Title :
Sparse Matrix Multiplication on a Reconfigurable Many-Core Architecture
Author :
João Pinhão; José;Horácio ;Mário Véstias
Author_Institution :
Inst. Super. Tecnico, Univ. de Lisboa, Lisbon, Portugal
Abstract :
Sparse matrix-vector multiplication (SMVM) is a fundamental operation in many scientific and engineering applications. In many cases sparse matrices have thousands of rows and columns where most of the entries are zero, while non-zero data is spread over the matrix.
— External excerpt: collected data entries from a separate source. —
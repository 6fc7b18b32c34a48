#![doc=include_str!( "../README.md")]
//! ## Feature flags
#![doc = document_features::document_features!()]
#![deny(clippy::all)]

/// The FMI 2.0 C API, resolved from the FMU's shared library at runtime.
#[cfg(feature = "fmi2")]
pub mod fmi2;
This sparsity of data locality reduces the effectiveness of data cache in general-purpose processors quite reducing their performance efficiency when compared to what is achieved with dense matrix multiplication. In this paper, we propose a parallel processing solution for SMVM in a many-core architecture. The architecture is tested with known benchmarks using a ZYNQ-7020 FPGA. The architecture is scalable in the number of core elements and limited only by the available memory bandwidth. It achieves performance efficiencies up to almost 70% and better performances than previous FPGA designs.
Keywords :
"Program processors","Sparse matrices","Arrays","Indexes","Field programmable gate arrays","Bandwidth"
Conference_Titel :
Digital System Design (DSD), 2015 Euromicro Conference on
DOI :
10.1109/DSD.2015.89